Enclosure, Tullowmacjames, Co. Tipperary
Co. Tipperary |
Enclosures
There is a particular category of archaeological site that asks something unusual of the imagination: it no longer exists, yet it still appears on maps, in inventories, and in the scholarly record.
The enclosure at Tullowmacjames in north County Tipperary belongs firmly to this category. It once occupied a slight rise in gently rolling countryside, the kind of elevated position that early enclosures, whether used for settlement, agriculture, or ritual, were typically sited on to take advantage of drainage and visibility. Today, nothing of it can be seen at ground level.

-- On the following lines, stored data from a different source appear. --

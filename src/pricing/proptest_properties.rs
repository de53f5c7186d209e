//! Property-based tests using `proptest` for pricing invariants.
//!
//! Covers the invariants every quote must hold regardless of inputs:
//!
//! 1. **Output bound** — a quote never pays out the whole reserve.
//! 2. **Invariant preservation** — `x·y` non-decreasing after a swap.
//! 3. **Input monotonicity** — more in never means less out.
//! 4. **Round trip** — quoting an output and buying it back costs at
//!    most a couple of units more than the original input.
//! 5. **StableSwap peg bound** — output never exceeds input near peg
//!    at zero fee, and `D` stays within one unit of `x + y` at peg.

#![allow(clippy::panic)]

use num_bigint::BigUint;
use proptest::prelude::*;

use crate::domain::{AssetBundle, Unit};
use crate::snapshot::{PoolSnapshot, StableSwapParams};
use crate::traits::PricingPool;

use super::{ConstantProductPricing, StableSwapPricing};

fn ada() -> Unit {
    Unit::lovelace()
}

fn token() -> Unit {
    Unit::new("cafe0001")
}

fn make_cp(reserve_a: u64, reserve_b: u64, fee: u32) -> PoolSnapshot {
    let Ok(pool) = PoolSnapshot::constant_product(ada(), token(), reserve_a, reserve_b, fee)
    else {
        panic!("valid snapshot");
    };
    pool
}

fn quote_out(pool: &PoolSnapshot, quantity: u64) -> BigUint {
    let Ok(quote) =
        ConstantProductPricing::new(pool).get_amount_out(&AssetBundle::single(ada(), quantity))
    else {
        panic!("quote succeeds");
    };
    let Ok(amount) = quote.asset().quantity() else {
        panic!("single-unit quote");
    };
    amount.clone()
}

proptest! {
    #[test]
    fn output_is_strictly_below_opposite_reserve(
        reserve_a in 1_000u64..1_000_000_000,
        reserve_b in 1_000u64..1_000_000_000,
        quantity in 1u64..1_000_000_000,
        fee in 0u32..1_000,
    ) {
        let pool = make_cp(reserve_a, reserve_b, fee);
        let out = quote_out(&pool, quantity);
        prop_assert!(out < BigUint::from(reserve_b));
    }

    #[test]
    fn product_invariant_never_decreases(
        reserve_a in 1_000u64..1_000_000_000,
        reserve_b in 1_000u64..1_000_000_000,
        quantity in 1u64..1_000_000_000,
        fee in 0u32..1_000,
    ) {
        let pool = make_cp(reserve_a, reserve_b, fee);
        let out = quote_out(&pool, quantity);
        let k_before = BigUint::from(reserve_a) * BigUint::from(reserve_b);
        let k_after = (BigUint::from(reserve_a) + BigUint::from(quantity))
            * (BigUint::from(reserve_b) - out);
        prop_assert!(k_after >= k_before);
    }

    #[test]
    fn larger_input_never_pays_less(
        reserve_a in 1_000u64..1_000_000_000,
        reserve_b in 1_000u64..1_000_000_000,
        quantity in 1u64..500_000_000,
        bump in 1u64..500_000_000,
        fee in 0u32..1_000,
    ) {
        let pool = make_cp(reserve_a, reserve_b, fee);
        prop_assert!(quote_out(&pool, quantity + bump) >= quote_out(&pool, quantity));
    }

    #[test]
    fn round_trip_costs_at_most_the_original_plus_rounding(
        reserve_a in 100_000u64..1_000_000_000,
        reserve_b in 100_000u64..1_000_000_000,
        quantity in 100u64..50_000,
        fee in 0u32..1_000,
    ) {
        let pool = make_cp(reserve_a, reserve_b, fee);
        let pricing = ConstantProductPricing::new(&pool);
        let Ok(forward) = pricing.get_amount_out(&AssetBundle::single(ada(), quantity)) else {
            panic!("quote succeeds");
        };
        let Ok(out) = forward.asset().quantity() else {
            panic!("single-unit quote");
        };
        prop_assume!(*out > BigUint::from(0u32));

        let Ok(back) = pricing.get_amount_in(forward.asset()) else {
            panic!("inverse quote succeeds");
        };
        let Ok(amount_in) = back.asset().quantity() else {
            panic!("single-unit quote");
        };
        // Floor rounding in the forward leg means buying the floored
        // output back can cost up to the original input but no more
        // (after allowing one unit of its own floor rounding).
        prop_assert!(amount_in <= &BigUint::from(quantity + 1));
    }

    #[test]
    fn stable_swap_never_beats_the_peg_at_zero_fee(
        reserve in 100_000u64..1_000_000_000,
        quantity in 100u64..50_000,
        amp in 1u64..5_000,
    ) {
        let Ok(pool) = PoolSnapshot::stable_swap(
            ada(),
            token(),
            reserve,
            reserve,
            0,
            StableSwapParams::default().with_amp(amp),
        ) else {
            panic!("valid snapshot");
        };
        let crate::snapshot::CurveFamily::StableSwap(params) = pool.curve() else {
            panic!("stableswap pool");
        };
        let Ok(quote) = StableSwapPricing::new(&pool, params)
            .get_amount_out(&AssetBundle::single(ada(), quantity))
        else {
            panic!("quote succeeds");
        };
        let Ok(out) = quote.asset().quantity() else {
            panic!("single-unit quote");
        };
        prop_assert!(out <= &BigUint::from(quantity));
    }
}
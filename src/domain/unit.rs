//! Asset unit identifiers.

use core::cmp::Ordering;
use core::fmt;

use serde::{Deserialize, Serialize};

/// The unit identifier of the chain's native currency.
const LOVELACE: &str = "lovelace";

/// An asset unit identifier: the concatenated policy id and
/// hex-encoded asset name, or the special `lovelace` unit for the
/// native currency.
///
/// Units order the way on-chain asset bundles do: `lovelace` sorts
/// before every policy-id unit, and policy-id units sort
/// lexicographically among themselves.
///
/// # Examples
///
/// ```
/// use tidepool::domain::Unit;
///
/// let ada = Unit::lovelace();
/// let djed = Unit::new("8db269c3ec630e06ae29f74bc39edd1f87c819f1056206e879a1cd61446a65644d6963726f555344");
/// assert!(ada < djed);
/// ```
#[derive(Debug, Clone, PartialEq, Eq, Hash, Serialize, Deserialize)]
#[serde(transparent)]
pub struct Unit(String);

impl Unit {
    /// Creates a unit from a policy + name string.
    pub fn new(value: impl Into<String>) -> Self {
        Self(value.into())
    }

    /// The native-currency unit.
    #[must_use]
    pub fn lovelace() -> Self {
        Self(LOVELACE.to_string())
    }

    /// Returns the underlying identifier string.
    #[must_use]
    pub fn as_str(&self) -> &str {
        &self.0
    }

    /// Returns `true` if this is the native-currency unit.
    #[must_use]
    pub fn is_lovelace(&self) -> bool {
        self.0 == LOVELACE
    }
}

impl Ord for Unit {
    fn cmp(&self, other: &Self) -> Ordering {
        // lovelace first, then lexicographic by identifier.
        (!self.is_lovelace(), &self.0).cmp(&(!other.is_lovelace(), &other.0))
    }
}

impl PartialOrd for Unit {
    fn partial_cmp(&self, other: &Self) -> Option<Ordering> {
        Some(self.cmp(other))
    }
}

impl fmt::Display for Unit {
    fn fmt(&self, f: &mut fmt::Formatter<'_>) -> fmt::Result {
        write!(f, "{}", self.0)
    }
}

impl From<&str> for Unit {
    fn from(value: &str) -> Self {
        Self::new(value)
    }
}
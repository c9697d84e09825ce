//! Scanner for override flags embedded in a raw kubectl command string.

/// Extracts the value of `--<flag>` from a free-form command string.
///
/// Both `--flag=value` and `--flag value` forms are recognized; if the
/// flag appears more than once the last occurrence wins, regardless of
/// form. A token consumed as a space-form value is never re-scanned as
/// a flag, and a `--flag` with nothing after it contributes no value.
/// Anything else in the string is ignored.
pub fn extract_flag(raw: &str, flag: &str) -> Option<String> {
    let eq_form = format!("--{flag}=");
    let space_form = format!("--{flag}");

    let tokens: Vec<&str> = raw.split_whitespace().collect();
    let mut value = None;

    let mut index = 0;
    while index < tokens.len() {
        let token = tokens[index];
        if let Some(rest) = token.strip_prefix(&eq_form) {
            value = Some(rest.to_string());
        } else if token == space_form {
            if let Some(next) = tokens.get(index + 1) {
                value = Some((*next).to_string());
                index += 1;
            }
        }
        index += 1;
    }

    value
}
use crate::model::MrrFilter;
use anyhow::{Context, Result};
use serde::Deserialize;
use std::fs;
use std::path::{Path, PathBuf};

/// Kubeconfig-shaped document describing the clusters the mirror tracks.
/// Only the fields the filter resolution reads are modelled.
#[derive(Debug, Clone, Deserialize, Default)]
#[serde(rename_all = "kebab-case")]
pub struct Config {
    #[serde(default)]
    pub current_context: String,
    #[serde(default)]
    pub contexts: Vec<NamedContext>,
    #[serde(default)]
    pub clusters: Vec<NamedCluster>,
}

#[derive(Debug, Clone, Deserialize, Default)]
pub struct NamedContext {
    pub name: String,
    #[serde(default)]
    pub context: ContextSpec,
}

#[derive(Debug, Clone, Deserialize, Default)]
pub struct ContextSpec {
    #[serde(default)]
    pub cluster: String,
    #[serde(default)]
    pub namespace: String,
}

#[derive(Debug, Clone, Deserialize, Default)]
pub struct NamedCluster {
    pub name: String,
    #[serde(default)]
    pub cluster: ClusterSpec,
}

#[derive(Debug, Clone, Deserialize, Default)]
pub struct ClusterSpec {
    #[serde(default)]
    pub server: String,
}

impl Config {
    /// Derives the configuration half of a query filter from the active
    /// context. Unknown context or cluster references degrade to empty
    /// fields; they are not errors.
    pub fn make_filter(&self) -> MrrFilter {
        let mut filter = MrrFilter::default();

        let Some(context) = self
            .contexts
            .iter()
            .find(|context| context.name == self.current_context)
        else {
            return filter;
        };
        filter.namespace = context.context.namespace.clone();

        if let Some(cluster) = self
            .clusters
            .iter()
            .find(|cluster| cluster.name == context.context.cluster)
        {
            filter.server = strip_port(&cluster.cluster.server).to_string();
        }

        filter
    }
}

/// Drops a trailing `:<digits>` port suffix, leaving the rest untouched.
fn strip_port(server: &str) -> &str {
    match server.rsplit_once(':') {
        Some((host, port)) if !port.is_empty() && port.bytes().all(|b| b.is_ascii_digit()) => host,
        _ => server,
    }
}

pub fn load(explicit: Option<&Path>) -> Result<Config> {
    let Some(path) = discover_config_path(explicit) else {
        return Ok(Config::default());
    };

    let raw = fs::read_to_string(&path)
        .with_context(|| format!("failed to read mirror config {}", path.display()))?;
    let parsed: Config = serde_yaml::from_str(&raw)
        .with_context(|| format!("failed to parse mirror config {}", path.display()))?;

    Ok(parsed)
}

fn discover_config_path(explicit: Option<&Path>) -> Option<PathBuf> {
    if let Some(path) = explicit {
        return Some(path.to_path_buf());
    }

    if let Ok(path) = std::env::var("KUBECONFIG")
        && !path.trim().is_empty()
    {
        return Some(PathBuf::from(path));
    }

    if let Ok(home) = std::env::var("HOME") {
        let candidate = PathBuf::from(&home).join(".kube/config");
        if candidate.exists() {
            return Some(candidate);
        }
    }

    None
}

#[cfg(test)]
mod tests {
    use super::{ClusterSpec, Config, ContextSpec, NamedCluster, NamedContext, strip_port};
    use crate::model::MrrFilter;

    fn two_cluster_config() -> Config {
        Config {
            current_context: "prod".to_string(),
            contexts: vec![
                NamedContext {
                    name: "dev".to_string(),
                    context: ContextSpec {
                        cluster: "cluster_2".to_string(),
                        namespace: "red".to_string(),
                    },
                },
                NamedContext {
                    name: "prod".to_string(),
                    context: ContextSpec {
                        cluster: "cluster_1".to_string(),
                        namespace: "blue".to_string(),
                    },
                },
            ],
            clusters: vec![
                NamedCluster {
                    name: "cluster_1".to_string(),
                    cluster: ClusterSpec {
                        server: "https://foo.com:8443".to_string(),
                    },
                },
                NamedCluster {
                    name: "cluster_2".to_string(),
                    cluster: ClusterSpec {
                        server: "https://bar.com".to_string(),
                    },
                },
            ],
        }
    }

    #[test]
    fn make_filter_uses_active_context_and_strips_port() {
        let expected = MrrFilter {
            kind: String::new(),
            namespace: "blue".to_string(),
            server: "https://foo.com".to_string(),
        };
        assert_eq!(two_cluster_config().make_filter(), expected);
    }

    #[test]
    fn make_filter_keeps_server_without_port_suffix() {
        let mut config = two_cluster_config();
        config.current_context = "dev".to_string();

        let filter = config.make_filter();
        assert_eq!(filter.namespace, "red");
        assert_eq!(filter.server, "https://bar.com");
    }

    #[test]
    fn unknown_current_context_degrades_to_empty_filter() {
        let mut config = two_cluster_config();
        config.current_context = "staging".to_string();
        assert_eq!(config.make_filter(), MrrFilter::default());
    }

    #[test]
    fn unknown_cluster_reference_leaves_server_empty() {
        let mut config = two_cluster_config();
        config.contexts[1].context.cluster = "cluster_9".to_string();

        let filter = config.make_filter();
        assert_eq!(filter.namespace, "blue");
        assert_eq!(filter.server, "");
    }

    #[test]
    fn strip_port_only_touches_numeric_suffixes() {
        assert_eq!(strip_port("https://foo.com:8443"), "https://foo.com");
        assert_eq!(strip_port("https://foo.com"), "https://foo.com");
        assert_eq!(strip_port("https://foo.com:"), "https://foo.com:");
        assert_eq!(strip_port("foo:8443x"), "foo:8443x");
        assert_eq!(strip_port("localhost:80"), "localhost");
    }

    #[test]
    fn parses_kubeconfig_shaped_yaml() {
        let raw = r#"
current-context: prod
contexts:
  - name: prod
    context:
      cluster: cluster_1
      namespace: blue
clusters:
  - name: cluster_1
    cluster:
      server: https://foo.com:8443
"#;
        let config: Config = serde_yaml::from_str(raw).expect("valid yaml");
        assert_eq!(config.current_context, "prod");
        assert_eq!(config.contexts[0].context.namespace, "blue");
        assert_eq!(config.clusters[0].cluster.server, "https://foo.com:8443");
    }
}
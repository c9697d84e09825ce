use crate::model::{KubeObject, MrrFilter};
use anyhow::{Context, Result};
use serde::{Deserialize, Serialize};
use tokio::io::{AsyncBufReadExt, AsyncWriteExt, BufReader};
use tokio::net::TcpStream;
use tracing::debug;

/// Capability to list mirrored objects matching a filter.
#[allow(async_fn_in_trait)]
pub trait MirrorClient {
    async fn list(&self, filter: &MrrFilter) -> Result<Vec<KubeObject>>;
}

#[derive(Debug, Clone, Serialize, Deserialize)]
pub struct ListRequest {
    pub op: String,
    pub filter: MrrFilter,
}

#[derive(Debug, Clone, Default, Serialize, Deserialize)]
pub struct ListResponse {
    #[serde(default)]
    pub objects: Vec<KubeObject>,
    #[serde(default)]
    pub error: Option<String>,
}

/// Talks to a mirror daemon over its line-delimited JSON protocol: one
/// request line out, one response line back, connection per call.
#[derive(Debug, Clone)]
pub struct TcpMirrorClient {
    address: String,
}

impl TcpMirrorClient {
    pub fn new(address: impl Into<String>) -> Self {
        Self {
            address: address.into(),
        }
    }
}

impl MirrorClient for TcpMirrorClient {
    async fn list(&self, filter: &MrrFilter) -> Result<Vec<KubeObject>> {
        let request = ListRequest {
            op: "list".to_string(),
            filter: filter.clone(),
        };
        let mut payload =
            serde_json::to_string(&request).context("failed to encode list request")?;
        payload.push('\n');

        let mut stream = TcpStream::connect(&self.address)
            .await
            .with_context(|| format!("failed to connect to mirror daemon at {}", self.address))?;
        stream
            .write_all(payload.as_bytes())
            .await
            .with_context(|| format!("failed to send list request to {}", self.address))?;

        let mut reader = BufReader::new(stream);
        let mut line = String::new();
        reader
            .read_line(&mut line)
            .await
            .with_context(|| format!("failed to read list response from {}", self.address))?;

        let response: ListResponse =
            serde_json::from_str(line.trim_end()).context("failed to decode list response")?;
        if let Some(error) = response.error {
            anyhow::bail!("{error}");
        }

        debug!("mirror returned {} objects", response.objects.len());
        Ok(response.objects)
    }
}
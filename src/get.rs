use crate::client::MirrorClient;
use crate::config::Config;
use crate::flags::extract_flag;
use crate::model::{KubeObject, MrrFilter, ResourceKind};
use std::io::Write;
use thiserror::Error;
use tracing::debug;

#[derive(Debug, Error)]
pub enum GetError {
    #[error("you must specify the resource type to get")]
    MissingResource,
    #[error("expected exactly one argument, got {0}")]
    TooManyArguments(usize),
    #[error("Unsupported resource type [{0}]")]
    UnsupportedResource(String),
    #[error(transparent)]
    Client(#[from] anyhow::Error),
    #[error("failed to write output: {0}")]
    Output(#[source] std::io::Error),
}

/// Resolves the positional resource argument and assembles the query
/// filter. Fails before any client interaction when the argument count
/// is wrong or the resource token is unknown.
pub fn resolve_and_build_filter(
    args: &[String],
    config: &Config,
    override_command: &str,
) -> Result<MrrFilter, GetError> {
    let token = match args {
        [] => return Err(GetError::MissingResource),
        [token] => token,
        _ => return Err(GetError::TooManyArguments(args.len())),
    };

    let Some(kind) = ResourceKind::from_token(token) else {
        return Err(GetError::UnsupportedResource(token.clone()));
    };

    Ok(build_filter(kind, config, override_command))
}

/// Layers configuration defaults under overrides taken from the raw
/// kubectl command string. An override replaces the configured value,
/// it never merges with it. Namespace is the only overridable key.
pub fn build_filter(kind: ResourceKind, config: &Config, override_command: &str) -> MrrFilter {
    let mut filter = config.make_filter();
    filter.kind = kind.kind_str().to_string();

    if let Some(namespace) = extract_flag(override_command, "namespace") {
        filter.namespace = namespace;
    }

    filter
}

pub async fn run_get<C: MirrorClient>(
    client: &C,
    config: &Config,
    args: &[String],
    kubectl_command: &str,
    out: &mut impl Write,
) -> Result<(), GetError> {
    let filter = resolve_and_build_filter(args, config, kubectl_command)?;
    debug!("resolved filter {filter:?}");

    let objects = client.list(&filter).await?;
    render_objects(&objects, out).map_err(GetError::Output)
}

fn render_objects(objects: &[KubeObject], out: &mut impl Write) -> std::io::Result<()> {
    let names = objects
        .iter()
        .map(|object| object.meta.name.as_str())
        .collect::<Vec<_>>();
    writeln!(out, "{}", names.join(" "))
}
//! Child component abstractions
//!
//! The split host never looks inside the components it hosts. It talks to
//! them through [`PaneComponent`], creates them through a
//! [`ComponentConstructor`] and finds constructors through a
//! [`ComponentFactory`].
//!
//! # Module Structure
//!
//! - `descriptor` - Content descriptors (`ContentKind`, `ContentDescriptor`, `DescriptorPair`)
//! - `registry` - Kind-keyed constructor registry (`ComponentRegistry`)

mod descriptor;
mod registry;

use std::future::Future;
use std::sync::Arc;

use async_trait::async_trait;

use crate::split::{ControlHandle, GroupPosition, PaneContainer, Region, SplitResult};

pub use descriptor::{ContentDescriptor, ContentKind, DescriptorPair, InputOptions};
pub use registry::ComponentRegistry;

/// Errors raised by child components.
#[derive(Debug, Clone, PartialEq, Eq, thiserror::Error)]
pub enum ComponentError {
    /// The component could not load its content.
    #[error("failed to load content: {0}")]
    Load(String),

    /// The component does not accept this content.
    #[error("unsupported content: {0}")]
    Unsupported(String),

    /// Any other component failure.
    #[error("{0}")]
    Other(String),
}

/// Result type alias for component operations.
pub type ComponentResult<T> = std::result::Result<T, ComponentError>;

/// A child view hosted in one pane.
///
/// Methods take `&self` so that the host can hand out shared references
/// and await `set_input` without holding its own lock. Implementations must
/// not call back into the host from these methods.
#[async_trait]
pub trait PaneComponent: Send + Sync {
    /// Attaches the component to its container.
    fn attach(&self, container: &PaneContainer);

    /// Delivers the content to show.
    ///
    /// # Errors
    ///
    /// Returns an error if the content cannot be loaded.
    async fn set_input(
        &self,
        descriptor: &ContentDescriptor,
        options: &InputOptions,
    ) -> ComponentResult<()>;

    /// Applies a new absolutely positioned region.
    fn resize(&self, region: Region);

    /// Shows or hides the component.
    fn set_visible(&self, visible: bool, position: Option<GroupPosition>);

    /// Moves keyboard focus into the component.
    fn focus(&self);

    /// Releases the component. Called exactly once by the host.
    fn dispose(&self);

    /// Returns the control exposed to the shell.
    fn control(&self) -> ControlHandle;
}

/// Creates component instances for one content kind.
#[async_trait]
pub trait ComponentConstructor: Send + Sync {
    /// Instantiates a new component.
    ///
    /// # Errors
    ///
    /// Returns an error if the component cannot be created.
    async fn instantiate(&self) -> ComponentResult<Arc<dyn PaneComponent>>;
}

#[async_trait]
impl<F, Fut> ComponentConstructor for F
where
    F: Fn() -> Fut + Send + Sync,
    Fut: Future<Output = ComponentResult<Arc<dyn PaneComponent>>> + Send,
{
    async fn instantiate(&self) -> ComponentResult<Arc<dyn PaneComponent>> {
        (self)().await
    }
}

/// Resolves the constructor able to show a descriptor.
pub trait ComponentFactory: Send + Sync {
    /// Returns the constructor for the descriptor's kind.
    ///
    /// # Errors
    ///
    /// Returns `SplitError::NoHandler` if nothing is registered for the kind.
    fn resolve(&self, descriptor: &ContentDescriptor)
    -> SplitResult<Arc<dyn ComponentConstructor>>;
}
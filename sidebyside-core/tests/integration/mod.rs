mod host_lifecycle_tests;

The destruction took place in 1974, a decade that saw considerable loss of archaeological monuments across rural Ireland as land reclamation and agricultural intensification accelerated. The site is recorded in Stout's 1984 study and later in the Archaeological Inventory of County Tipperary, compiled by Jean Farrelly and Caimin O'Brien. An enclosure, in the archaeological sense, is broadly any defined area bounded by a bank, ditch, wall, or some combination of these, and such features appear throughout the Irish landscape in forms ranging from the prehistoric to the early medieval. What type this particular example represented, how old it was, or what purpose it served, is no longer determinable from what survives in the record.
What remains is essentially the fact of its absence. The slight rise in the undulating north Tipperary countryside is still there, but the earthwork that once marked it as a place of human significance has been erased. That gap between the landscape as it looks now and the landscape as it was recorded is, in its quiet way, its own kind of historical document.